Task material
//! Liveness and build information endpoints.

use axum::Json;
use serde::{Deserialize, Serialize};

#[derive(Debug, Deserialize, Serialize)]
pub struct HealthStatus {
    pub status: String,
    pub timestamp: String,
}

#[derive(Debug, Deserialize, Serialize)]
pub struct ServiceInfo {
    pub name: String,
    pub version: String,
}

pub async fn get_health() -> Json<HealthStatus> {
    Json(HealthStatus {
        status: "ok".to_string(),
        timestamp: chrono::Utc::now().to_rfc3339(),
    })
}

pub async fn get_info() -> Json<ServiceInfo> {
    Json(ServiceInfo {
        name: env!("CARGO_PKG_NAME").to_string(),
        version: env!("CARGO_PKG_VERSION").to_string(),
    })
}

Exercise goal
In the listing above, find each line where "version" occurs and copy it.

Written reply
    pub version: String,
        version: env!("CARGO_PKG_VERSION").to_string(),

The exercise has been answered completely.